╭─ Input material

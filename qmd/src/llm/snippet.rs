//! Snippet extraction for search results.

/// Target snippet length in characters.
const SNIPPET_LEN: usize = 200;

/// Extract a snippet from `body` for display under a search hit.
///
/// Vector hits pass the winning chunk's character position; FTS hits pass
/// the query terms and the snippet centers on the first occurrence. Falls
/// back to the head of the document.
pub fn extract_snippet(body: &str, terms: &[String], chunk_pos: Option<usize>) -> String {
    let chars: Vec<char> = body.chars().collect();
    if chars.is_empty() {
        return String::new();
    }

    let center = chunk_pos
        .filter(|p| *p < chars.len())
        .or_else(|| first_term_position(body, terms))
        .unwrap_or(0);

    let start = center.saturating_sub(SNIPPET_LEN / 4);
    let end = (start + SNIPPET_LEN).min(chars.len());
    let mut start = start.min(end);

    // Pull back to a word boundary when we cut mid-word.
    while start > 0 && start < chars.len() && !chars[start - 1].is_whitespace() {
        start -= 1;
        if center - start > SNIPPET_LEN / 2 {
            break;
        }
    }

    let mut text: String = chars[start..end].iter().collect();
    text = text.split_whitespace().collect::<Vec<_>>().join(" ");
    if start > 0 {
        text = format!("…{text}");
    }
    if end < chars.len() {
        text.push('…');
    }
    text
}

/// Character position of the earliest case-insensitive term match.
fn first_term_position(body: &str, terms: &[String]) -> Option<usize> {
    let lower = body.to_lowercase();
    terms
        .iter()
        .filter(|t| !t.is_empty())
        .filter_map(|t| lower.find(&t.to_lowercase()))
        .min()
        .map(|byte_idx| lower[..byte_idx].chars().count())
}

#[cfg(test)]
mod tests {
    use super::*;

    #[test]
    fn centers_on_first_term() {
        let body = format!("{} needle in the haystack {}", "x ".repeat(400), "y ".repeat(400));
        let snippet = extract_snippet(&body, &["needle".to_string()], None);
        assert!(snippet.contains("needle"));
        assert!(snippet.starts_with('…'));
        assert!(snippet.ends_with('…'));
    }

    #[test]
    fn falls_back_to_head() {
        let body = "short document body";
        let snippet = extract_snippet(body, &["absent".to_string()], None);
        assert_eq!(snippet, "short document body");
    }

    #[test]
    fn uses_chunk_position() {
        let body = format!("{}target section here", "a ".repeat(500));
        let pos = body.chars().count() - 19;
        let snippet = extract_snippet(&body, &[], Some(pos));
        assert!(snippet.contains("target section"));
    }

    #[test]
    fn empty_body_empty_snippet() {
        assert_eq!(extract_snippet("", &[], None), "");
    }
}
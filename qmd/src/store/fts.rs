//! Full-text search over the FTS5 mirror.
//!
//! The mirror is trigger-maintained: every insert, update, and delete on
//! `documents` rewrites the matching `documents_fts` row, so the two never
//! drift inside a transaction.

use rusqlite::params;

use super::{SearchResult, SearchSource, Store};
use crate::error::Result;

/// Sanitize one query token: lowercase, keep letters, digits, and
/// apostrophes.
fn sanitize_token(token: &str) -> String {
    token
        .to_lowercase()
        .chars()
        .filter(|c| c.is_alphanumeric() || *c == '\'')
        .collect()
}

/// Tokenize a user query for matching and snippets.
pub fn query_terms(query: &str) -> Vec<String> {
    query
        .split_whitespace()
        .map(sanitize_token)
        .filter(|t| !t.is_empty())
        .collect()
}

/// Build the FTS5 match expression: every sanitized token quoted,
/// prefix-starred, and AND-joined. `None` when nothing survives.
pub fn build_match_query(query: &str) -> Option<String> {
    let terms = query_terms(query);
    if terms.is_empty() {
        return None;
    }
    Some(
        terms
            .iter()
            .map(|t| format!("\"{t}\"*"))
            .collect::<Vec<_>>()
            .join(" AND "),
    )
}

impl Store {
    /// BM25-ranked full-text search.
    ///
    /// Path matches weigh 10x body matches. Raw BM25 is negative with
    /// smaller meaning better; hits carry the absolute value so larger is
    /// better downstream.
    pub fn search_fts(
        &self,
        query: &str,
        limit: usize,
        collection: Option<&str>,
    ) -> Result<Vec<SearchResult>> {
        let Some(match_query) = build_match_query(query) else {
            return Ok(Vec::new());
        };

        let mut stmt = self.conn.prepare(
            "SELECT c.id, c.name, d.path, d.title, d.hash, d.modified_at,
                    length(co.doc), bm25(documents_fts, 10.0, 1.0) AS score
             FROM documents_fts
             JOIN documents d ON d.id = documents_fts.rowid
             JOIN collections c ON c.id = d.collection_id
             JOIN content co ON co.hash = d.hash
             WHERE documents_fts MATCH ?1
               AND d.active = 1
               AND (?2 IS NULL OR c.name = ?2)
             ORDER BY score
             LIMIT ?3",
        )?;

        let rows = stmt.query_map(params![match_query, collection, limit as i64], |r| {
            Ok((
                r.get::<_, i64>(0)?,
                r.get::<_, String>(1)?,
                r.get::<_, String>(2)?,
                r.get::<_, String>(3)?,
                r.get::<_, String>(4)?,
                r.get::<_, String>(5)?,
                r.get::<_, i64>(6)? as usize,
                r.get::<_, f64>(7)?,
            ))
        })?;

        let mut results = Vec::new();
        for row in rows {
            let (coll_id, coll_name, path, title, hash, modified_at, size, raw_score) = row?;
            let doc = self.document_result_meta(
                coll_id, &coll_name, &path, &title, &hash, &modified_at, size,
            )?;
            results.push(SearchResult {
                doc,
                score: raw_score.abs(),
                source: SearchSource::Fts,
                chunk_pos: None,
            });
        }
        Ok(results)
    }
}

#[cfg(test)]
mod tests {
    use super::super::{Store, test_store};
    use super::*;

    const NOW: &str = "2026-01-01T00:00:00Z";

    fn seed(store: &Store, coll_id: i64, path: &str, body: &str) {
        let hash = Store::hash_content(body);
        store.insert_content(&hash, body, NOW).unwrap();
        let title = Store::extract_title(body).unwrap_or_else(|| path.to_string());
        store.insert_document(coll_id, path, &title, &hash, NOW, NOW).unwrap();
    }

    #[test]
    fn match_query_construction() {
        assert_eq!(build_match_query("hello"), Some("\"hello\"*".to_string()));
        assert_eq!(
            build_match_query("Quick Brown-Fox!"),
            Some("\"quick\"* AND \"brownfox\"*".to_string())
        );
        assert_eq!(build_match_query("  "), None);
        assert_eq!(build_match_query("!!! ???"), None);
    }

    #[test]
    fn indexed_document_is_searchable() {
        let (store, _dir) = test_store();
        let coll = store.get_or_create_collection("/repo", "**/*.md", NOW).unwrap();
        seed(&store, coll.id, "notes.md", "# Title\nthe quick brown fox");

        let hits = store.search_fts("quick", 10, None).unwrap();
        assert_eq!(hits.len(), 1);
        assert_eq!(hits[0].doc.display_path, "qmd://repo/notes.md");
        assert_eq!(hits[0].doc.title, "Title");
        assert!(hits[0].score > 0.0);
        assert_eq!(hits[0].source, SearchSource::Fts);
    }

    #[test]
    fn prefix_match_applies() {
        let (store, _dir) = test_store();
        let coll = store.get_or_create_collection("/repo", "**/*.md", NOW).unwrap();
        seed(&store, coll.id, "a.md", "# Doc\nsearchable content");

        assert_eq!(store.search_fts("searcha", 10, None).unwrap().len(), 1);
    }

    #[test]
    fn empty_query_returns_empty() {
        let (store, _dir) = test_store();
        assert!(store.search_fts("  ", 10, None).unwrap().is_empty());
    }

    #[test]
    fn collection_filter_applies() {
        let (store, _dir) = test_store();
        let a = store.get_or_create_collection("/a/one", "**/*.md", NOW).unwrap();
        let b = store.get_or_create_collection("/b/two", "**/*.md", NOW).unwrap();
        seed(&store, a.id, "a.md", "shared keyword alpha");
        seed(&store, b.id, "b.md", "shared keyword beta");

        assert_eq!(store.search_fts("keyword", 10, None).unwrap().len(), 2);
        let only_a = store.search_fts("keyword", 10, Some("one")).unwrap();
        assert_eq!(only_a.len(), 1);
        assert_eq!(only_a[0].doc.collection_name, "one");
        // Unknown collection filters everything out.
        assert!(store.search_fts("keyword", 10, Some("ghost")).unwrap().is_empty());
    }

    #[test]
    fn fts_mirror_follows_document_lifecycle() {
        let (store, _dir) = test_store();
        let coll = store.get_or_create_collection("/repo", "**/*.md", NOW).unwrap();
        seed(&store, coll.id, "doc.md", "# V1\noriginal wording");

        // Update rewrites the mirror.
        let new_body = "# V2\nrevised wording";
        let new_hash = Store::hash_content(new_body);
        store.insert_content(&new_hash, new_body, NOW).unwrap();
        let (doc_id, _, _) = store.find_active_document(coll.id, "doc.md").unwrap().unwrap();
        store.update_document(doc_id, "V2", &new_hash, NOW).unwrap();

        assert!(store.search_fts("original", 10, None).unwrap().is_empty());
        assert_eq!(store.search_fts("revised", 10, None).unwrap().len(), 1);

        // One mirror row per document.
        let fts_rows: i64 = store
            .conn
            .query_row("SELECT COUNT(*) FROM documents_fts", [], |r| r.get(0))
            .unwrap();
        assert_eq!(fts_rows, 1);

        // Hard delete clears it.
        store.conn.execute("DELETE FROM documents WHERE id = ?1", [doc_id]).unwrap();
        let fts_rows: i64 = store
            .conn
            .query_row("SELECT COUNT(*) FROM documents_fts", [], |r| r.get(0))
            .unwrap();
        assert_eq!(fts_rows, 0);
    }

    #[test]
    fn path_matches_outrank_body_matches() {
        let (store, _dir) = test_store();
        let coll = store.get_or_create_collection("/repo", "**/*.md", NOW).unwrap();
        seed(&store, coll.id, "deploy.md", "# Guide\nnothing relevant here");
        seed(&store, coll.id, "other.md", "# Other\nmentions deploy once in the body");

        let hits = store.search_fts("deploy", 10, None).unwrap();
        assert_eq!(hits.len(), 2);
        assert_eq!(hits[0].doc.path, "deploy.md");
    }
}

╰─

Please find the lines in the data that contain the word "seed" and copy them.

Worked solution:
    fn seed(store: &Store, coll_id: i64, path: &str, body: &str) {
        seed(&store, coll.id, "notes.md", "# Title\nthe quick brown fox");
        seed(&store, coll.id, "a.md", "# Doc\nsearchable content");
        seed(&store, a.id, "a.md", "shared keyword alpha");
        seed(&store, b.id, "b.md", "shared keyword beta");
        seed(&store, coll.id, "doc.md", "# V1\noriginal wording");
        seed(&store, coll.id, "deploy.md", "# Guide\nnothing relevant here");
        seed(&store, coll.id, "other.md", "# Other\nmentions deploy once in the body");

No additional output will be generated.